All OSS Developers Are Equal, But Some OSS Developers Are More Equal Than Others!

The Open Source Software ("OSS") community was founded on the notion that any party can use, modify and further distribute OSS, so long as that party contributes back to the OSS community the human-readable "source code" of any changes/ enhancements made to the software. Unfortunately, the Free Software Foundation's ("FSF")1recent efforts to revise the leading OSS license (called the GNU General Public License ("GPL")) have eroded this core "share-and-share-alike" principle. More specifically, the FSF's failure to fix a legal glitch in the GPL called the "ASP Loophole," and its treatment of certain OSS developers more favorably than others in terms of which of their OSS enhancements they are asked to contribute back to the OSS community, have relegated certain OSS developers to second-class status and have (along with other FSF missteps) caused dissension and division within the OSS community.

Closing The ASP Loophole - Or Not!

When the FSF initiated the process to revise the GPLv2 in 2005, many in the OSS community, including Linus Torvalds, a key contributor to the Linux operating system,2opposed this revision as unnecessary. The FSF ignored these protests and pressed forward, largely because of its myopic focus on using GPLv3 to prevent the growing number of licensing arrangements between OSS and proprietary software vendors, such as the recent collaboration between Novell and Microsoft.3As described in our previous article, this is just another example of how the FSF's ideological extremism has worked to the detriment of its OSS "constituents" and harmed the IT community generally.4

Notwithstanding their concern over the underlying motivation for the revisions, many of those initial opponents of GPLv3 believed that the FSF's unyielding push to revise GPLv2 at least presented a long-overdue opportunity to address one key issue of growing concern for the broader OSS community - the so-called "ASP Loophole." Unfortunately for them, this was to be an opportunity lost.

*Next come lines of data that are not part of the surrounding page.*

// src/core/session/transfer.rs

//! Sender side of the chunked transfer sub-protocol.
//!
//! To move a payload larger than one frame without collapsing the link, the
//! sender first negotiates a task-id with a `reason` exchange, then streams
//! `new_f_r` / `update_f_r`* / `end_f_r` triplets, sleeping a configurable
//! interval between chunks so concurrent RPCs can interleave on the same
//! socket. The closing frame carries the content digest; the receiver fails
//! the whole transfer on a mismatch. The first `err` reply aborts the sender.

use crate::core::SentraError;
use crate::core::protocol::{MAX_PAYLOAD, MAX_STRING_SIZE};
use crate::core::session::Session;
use bytes::{Bytes, BytesMut};
use md5::{Digest, Md5};
use std::path::Path;
use std::time::Duration;
use tokio::io::AsyncReadExt;

/// Streams a file to the peer. `reason_payload` rides on the opening
/// exchange (a basename hint for sync uploads). Returns the negotiated
/// task-id so the caller can reference the transfer in follow-up commands.
pub async fn send_file(
    session: &Session,
    reason: &str,
    reason_payload: Bytes,
    path: &Path,
    throttle: Duration,
) -> Result<String, SentraError> {
    let task_id = open_transfer(session, reason, reason_payload).await?;
    let base = format!("{task_id} ");
    let chunk_size = MAX_PAYLOAD - base.len();

    let mut file = tokio::fs::File::open(path).await?;
    let mut hasher = Md5::new();
    let mut chunk = vec![0u8; chunk_size];
    loop {
        let n = file.read(&mut chunk).await?;
        if n == 0 {
            break;
        }
        hasher.update(&chunk[..n]);
        let mut payload = BytesMut::with_capacity(base.len() + n);
        payload.extend_from_slice(base.as_bytes());
        payload.extend_from_slice(&chunk[..n]);
        session
            .execute("update_f_r", payload.freeze())
            .await?
            .into_result()?;
        tokio::time::sleep(throttle).await;
    }

    close_transfer(session, &task_id, hasher).await?;
    Ok(task_id)
}

/// Streams an in-memory byte string to the peer. Used for large JSON replies
/// (`dapi_res`) where `reason_payload` carries the request id the receiver
/// resolves.
pub async fn send_string(
    session: &Session,
    reason: &str,
    reason_payload: Bytes,
    data: &[u8],
    throttle: Duration,
) -> Result<String, SentraError> {
    if data.len() > MAX_STRING_SIZE {
        return Err(SentraError::Oversize {
            got: data.len(),
            max: MAX_STRING_SIZE,
        });
    }

    let task_id = open_transfer(session, reason, reason_payload).await?;
    let base = format!("{task_id} ");
    let chunk_size = MAX_PAYLOAD - base.len();

    let mut hasher = Md5::new();
    for chunk in data.chunks(chunk_size) {
        hasher.update(chunk);
        let mut payload = BytesMut::with_capacity(base.len() + chunk.len());
        payload.extend_from_slice(base.as_bytes());
        payload.extend_from_slice(chunk);
        session
            .execute("update_f_r", payload.freeze())
            .await?
            .into_result()?;
        tokio::time::sleep(throttle).await;
    }

    close_transfer(session, &task_id, hasher).await?;
    Ok(task_id)
}

/// Negotiates the task-id and opens the destination on the receiver.
async fn open_transfer(
    session: &Session,
    reason: &str,
    reason_payload: Bytes,
) -> Result<String, SentraError> {
    let reply = session.execute(reason, reason_payload).await?;
    let task_id = String::from_utf8(reply.into_result()?.to_vec())?;
    if task_id.is_empty() || task_id.contains(' ') {
        return Err(SentraError::Internal(format!(
            "peer returned an invalid task id '{task_id}'"
        )));
    }
    session
        .execute("new_f_r", Bytes::from(task_id.clone()))
        .await?
        .into_result()?;
    Ok(task_id)
}

/// Sends the closing frame with the content digest.
async fn close_transfer(
    session: &Session,
    task_id: &str,
    hasher: Md5,
) -> Result<(), SentraError> {
    let digest = hex::encode(hasher.finalize());
    session
        .execute_str("end_f_r", &format!("{task_id} {digest}"))
        .await?
        .into_result()?;
    Ok(())
}

/// Computes the hex MD5 digest of a file, streaming it in blocks.
pub async fn file_digest(path: &Path) -> Result<String, SentraError> {
    let mut file = tokio::fs::File::open(path).await?;
    let mut hasher = Md5::new();
    let mut block = vec![0u8; 1 << 20];
    loop {
        let n = file.read(&mut block).await?;
        if n == 0 {
            break;
        }
        hasher.update(&block[..n]);
    }
    Ok(hex::encode(hasher.finalize()))
}
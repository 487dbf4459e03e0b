// src/main.rs

//! The main entry point for the Sentra cluster daemon.

use sentra::config::Config;
use sentra::server;
use std::env;
use tracing::error;
use tracing_subscriber::filter::EnvFilter;

#[tokio::main]
async fn main() {
    const VERSION: &str = env!("CARGO_PKG_VERSION");

    let args: Vec<String> = env::args().collect();

    if args.contains(&"--version".to_string()) {
        println!("Sentra cluster daemon version {VERSION}");
        return;
    }

    // Determine the configuration path. It can be provided via a --config
    // flag; otherwise, it defaults to "cluster.toml".
    let config_path = args
        .iter()
        .position(|arg| arg == "--config")
        .and_then(|i| args.get(i + 1))
        .map(|s| s.as_str())
        .unwrap_or("cluster.toml");

    let mut config = match Config::from_file(config_path) {
        Ok(cfg) => cfg,
        Err(e) => {
            eprintln!("Failed to load configuration from \"{config_path}\": {e}");
            std::process::exit(server::exit_codes::BAD_CONFIG);
        }
    };

    // Override port if provided as a command-line argument.
    if let Some(port_index) = args.iter().position(|arg| arg == "--port") {
        match args.get(port_index + 1).and_then(|s| s.parse::<u16>().ok()) {
            Some(port) => config.port = port,
            None => {
                eprintln!("--port flag requires a valid port number");
                std::process::exit(server::exit_codes::BAD_CONFIG);
            }
        }
    }

    // Setup logging. RUST_LOG overrides the configured level.
    let log_level = std::env::var("RUST_LOG").unwrap_or_else(|_| config.log_level.clone());
    tracing_subscriber::fmt()
        .with_env_filter(EnvFilter::new(log_level))
        .compact()
        .with_ansi(true)
        .init();

    if let Err(e) = server::run(config, server::Extensions::default()).await {
        error!("Cluster runtime error: {}", e);
        std::process::exit(server::exit_code_for(&e));
    }
}
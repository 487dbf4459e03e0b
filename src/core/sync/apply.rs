// src/core/sync/apply.rs

//! Applies received files to the local tree.
//!
//! Write discipline: `atomic` writes go to `<dest>.tmp.cluster`, are fsynced
//! and renamed over the destination, so readers observe either the old or
//! the new content; `inline` writes overwrite in place. Permissions honor
//! the manifest umask; the source mtime is restored after the write.
//!
//! Two destinations get special guards: `client.keys` may only land on
//! workers (removed agent lines fire the agent-removal hook) and agent
//! status files may only land on masters (older-than-destination records
//! are refused with the stale code so the sender drops them).

use crate::core::SentraError;
use crate::core::cluster::NodeType;
use crate::core::sync::bundle::{IntegrityReply, unmerge_group_files};
use crate::core::sync::manifest::{ClusterItems, WriteMode};
use crate::core::sync::scanner::FileMeta;
use filetime::FileTime;
use once_cell::sync::Lazy;
use regex::Regex;
use std::collections::{BTreeMap, BTreeSet};
use std::os::unix::fs::{DirBuilderExt, PermissionsExt};
use std::path::Path;
use std::sync::Arc;
use tracing::{debug, error, info, warn};

/// Mode bits for parent directories created on the apply path.
const DIR_MODE: u32 = 0o750;
/// Base mode the umask is subtracted from for written files.
const FILE_MODE_BASE: u32 = 0o666;

/// One agent record line in `client.keys`: id, name, ip (or `any`/CIDR), key.
static CLIENT_KEYS_LINE: Lazy<Regex> = Lazy::new(|| {
    Regex::new(r"^\d{3} \S+ (any|\d+\.\d+\.\d+\.\d+(/\d+)?) \S+$").expect("valid pattern")
});

/// Invoked with the agent id of every record removed by a `client.keys`
/// replacement, so the host can retire the agent.
pub type AgentRemovalHook = Arc<dyn Fn(&str) + Send + Sync>;

/// Per-filetype apply counters for one cycle.
#[derive(Debug, Clone, Default, PartialEq)]
pub struct ApplyCounters {
    pub updated: usize,
    pub removed: usize,
    pub errors: BTreeMap<&'static str, usize>,
}

impl ApplyCounters {
    fn count_error(&mut self, filetype: &'static str) {
        *self.errors.entry(filetype).or_insert(0) += 1;
    }

    pub fn total_errors(&self) -> usize {
        self.errors.values().sum()
    }
}

/// Writes one received file to its destination. Guards first, then the
/// manifest-declared write mode.
pub fn update_file(
    root: &Path,
    relpath: &str,
    content: &[u8],
    meta: &FileMeta,
    node_type: NodeType,
    hook: Option<&AgentRemovalHook>,
) -> Result<(), SentraError> {
    let dest = root.join(relpath.trim_start_matches('/'));
    let basename = dest
        .file_name()
        .map(|n| n.to_string_lossy().into_owned())
        .unwrap_or_default();

    if basename == "client.keys" {
        match node_type {
            NodeType::Master => {
                warn!("client.keys file received in a master node.");
                return Err(SentraError::ClientKeysOnMaster);
            }
            NodeType::Worker => check_removed_agents(&dest, content, hook),
        }
    }

    if relpath.contains("agent-info") {
        match node_type {
            NodeType::Worker => {
                warn!("Agent status file received in a worker node.");
                return Err(SentraError::AgentInfoOnWorker);
            }
            NodeType::Master => {
                // Refuse records older than what the master already holds.
                if let Ok(stat) = std::fs::metadata(&dest) {
                    let current_mtime = stat
                        .modified()
                        .ok()
                        .and_then(|t| t.duration_since(std::time::UNIX_EPOCH).ok())
                        .map(|d| d.as_secs() as i64)
                        .unwrap_or(0);
                    if current_mtime > meta.mtime {
                        warn!("Receiving an old agent status file ({basename})");
                        return Err(SentraError::StaleAgentInfo(basename));
                    }
                }
            }
        }
    }

    if let Some(parent) = dest.parent()
        && !parent.exists()
    {
        std::fs::DirBuilder::new()
            .recursive(true)
            .mode(DIR_MODE)
            .create(parent)?;
    }

    let target = match meta.write_mode {
        WriteMode::Atomic => std::path::PathBuf::from(format!("{}.tmp.cluster", dest.display())),
        WriteMode::Inline => dest.clone(),
    };

    let mut file = std::fs::File::create(&target)?;
    std::io::Write::write_all(&mut file, content)?;
    file.set_permissions(std::fs::Permissions::from_mode(FILE_MODE_BASE & !meta.umask))?;
    file.sync_all()?;
    drop(file);

    filetime::set_file_mtime(&target, FileTime::from_unix_time(meta.mtime, 0))?;

    if meta.write_mode == WriteMode::Atomic {
        std::fs::rename(&target, &dest)?;
    }

    Ok(())
}

/// Applies a master integrity reply on a worker: overwrite shared and
/// missing files, unlink extras, prune empty directories where the manifest
/// allows. Individual failures are counted per filetype and the apply
/// continues; the caller logs the counters.
pub fn apply_integrity_reply(
    root: &Path,
    manifest: &ClusterItems,
    reply: &IntegrityReply,
    node_type: NodeType,
    hook: Option<&AgentRemovalHook>,
) -> ApplyCounters {
    let mut counters = ApplyCounters::default();

    for (filetype, files) in [
        ("missing", &reply.classified.missing),
        ("shared", &reply.classified.shared),
    ] {
        debug!("Received {} {} files to update.", files.len(), filetype);
        for (relpath, meta) in files {
            let Some(content) = reply.files.get(relpath) else {
                error!("Reply bundle lists '{relpath}' but carries no content.");
                counters.count_error(filetype);
                continue;
            };
            let result = if meta.merged {
                apply_merged(root, content, meta, node_type, hook).map(|_| ())
            } else {
                update_file(root, relpath, content, meta, node_type, hook)
            };
            match result {
                Ok(()) => counters.updated += 1,
                Err(e) => {
                    error!("Error processing {} file '{}': {}", filetype, relpath, e);
                    counters.count_error(filetype);
                }
            }
        }
    }

    remove_extras(root, manifest, &reply.classified.extra, &mut counters);

    if counters.total_errors() > 0 {
        error!(
            "Found errors applying integrity reply: {:?} ({} files updated, {} removed)",
            counters.errors, counters.updated, counters.removed
        );
    }

    counters
}

/// Splits a merged container and applies each entry under the container's
/// declared manifest key. Returns the number of entries applied.
pub fn apply_merged(
    root: &Path,
    content: &[u8],
    meta: &FileMeta,
    node_type: NodeType,
    hook: Option<&AgentRemovalHook>,
) -> Result<usize, SentraError> {
    let mut applied = 0usize;
    for (name, body, mtime) in unmerge_group_files(content)? {
        let relpath = format!("{}{}", meta.cluster_item_key, name);
        let entry_meta = FileMeta {
            mtime,
            size: body.len() as u64,
            merged: false,
            merge_type: None,
            ..meta.clone()
        };
        update_file(root, &relpath, &body, &entry_meta, node_type, hook)?;
        applied += 1;
    }
    Ok(applied)
}

/// Unlinks extra files, then prunes their parents when the manifest flags
/// the key with `remove_subdirs_if_empty` and nothing (or only excluded
/// files) remains.
fn remove_extras(
    root: &Path,
    manifest: &ClusterItems,
    extras: &[String],
    counters: &mut ApplyCounters,
) {
    for relpath in extras {
        let path = root.join(relpath.trim_start_matches('/'));
        debug!("Removing file '{}'", relpath);
        match std::fs::remove_file(&path) {
            Ok(()) => counters.removed += 1,
            Err(e) if e.kind() == std::io::ErrorKind::NotFound => {
                debug!("File '{}' does not exist.", relpath);
            }
            Err(e) => {
                error!("Error removing file '{}': {}", relpath, e);
                counters.count_error("extra");
            }
        }
    }

    let mut parents: BTreeSet<&str> = BTreeSet::new();
    for relpath in extras {
        let prunable = manifest
            .spec_for(relpath)
            .map(|(_, spec)| spec.remove_subdirs_if_empty)
            .unwrap_or(false);
        if prunable && let Some(idx) = relpath.rfind('/') {
            parents.insert(&relpath[..idx]);
        }
    }
    for parent in parents {
        let dir = root.join(parent.trim_start_matches('/'));
        let leftovers = match std::fs::read_dir(&dir) {
            Ok(entries) => entries
                .filter_map(|e| e.ok())
                .map(|e| e.file_name().to_string_lossy().into_owned())
                .collect::<Vec<_>>(),
            Err(_) => continue,
        };
        if leftovers.iter().all(|name| manifest.is_excluded(name)) {
            if let Err(e) = std::fs::remove_dir_all(&dir) {
                error!("Error removing directory '{}': {}", parent, e);
                counters.count_error("extra");
            } else {
                info!("Removed empty directory '{}'", parent);
            }
        }
    }
}

/// Applies a worker's agent-status upload on the master: every file is
/// written unconditionally except for the stale-mtime guard. Returns
/// `(applied, stale_or_failed)`.
pub fn apply_agent_info(
    root: &Path,
    files: &BTreeMap<String, Vec<u8>>,
    index: &BTreeMap<String, FileMeta>,
) -> (usize, usize) {
    let mut applied = 0usize;
    let mut failed = 0usize;
    for (relpath, content) in files {
        let Some(meta) = index.get(relpath) else {
            failed += 1;
            continue;
        };
        match update_file(root, relpath, content, meta, NodeType::Master, None) {
            Ok(()) => applied += 1,
            Err(SentraError::StaleAgentInfo(name)) => {
                // Stale entries are dropped, not retried; just count them.
                debug!("Discarded stale agent status file '{}'", name);
                failed += 1;
            }
            Err(e) => {
                error!("Error applying agent status file '{}': {}", relpath, e);
                failed += 1;
            }
        }
    }
    (applied, failed)
}

/// Diffs the incoming `client.keys` against the current one and fires the
/// agent-removal hook for every removed agent record line.
fn check_removed_agents(dest: &Path, new_content: &[u8], hook: Option<&AgentRemovalHook>) {
    let Some(hook) = hook else {
        return;
    };
    let Ok(current) = std::fs::read_to_string(dest) else {
        return;
    };
    let new_text = String::from_utf8_lossy(new_content);
    let new_lines: BTreeSet<&str> = new_text.lines().collect();

    for line in current.lines() {
        if !new_lines.contains(line) && CLIENT_KEYS_LINE.is_match(line) {
            let agent_id = line.split(' ').next().unwrap_or_default();
            info!("Agent {} removed from client.keys", agent_id);
            hook(agent_id);
        }
    }
}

What Is The "ASP Loophole?"

An OSS developer may, through a "copyleft"5license like the GPL, give every person who receives a copy of the software permission to use, reproduce, modify and distribute the software to others, so long as the source code of any modification is contributed back to the OSS community for further use, copying and modification by others.6

The GPLv2 was written before the existence of the application service provider ("ASP") model, or, as it is now more commonly known, software as a service ("SaaS").7SaaS is a software application delivery model whereby a vendor develops a web-native software application and hosts and operates the application for use by its customers over the Internet. Popular examples of SaaS applications include Google DOCs8and Salesforce.com's customer relationship management applications.9The ASP Loophole "is the ability of running GPLv2 software as a service (SaaS) without returning any changes to the community, because distribution of software as a service might not technically be considered distribution of software (therefore circumventing the copyleft clause that made open source what it is today)."10

Google, for example, has drawn exceedingly from the collective efforts of the OSS community and built a multi-billion-dollar business upon GPLv2-licensed code using an SaaS model. But due to the ASP Loophole, it has not been required to share its most significant improvements with the OSS community. While such actions do not technically violate the GPLv2 and are understandable from a profit-seeking company like Google that has many shareholders and employees to think about, they also run contrary to the core share-and-share-alike principle noted above and which the FSF continues to apply - at least when it comes to certain OSS developers as described below.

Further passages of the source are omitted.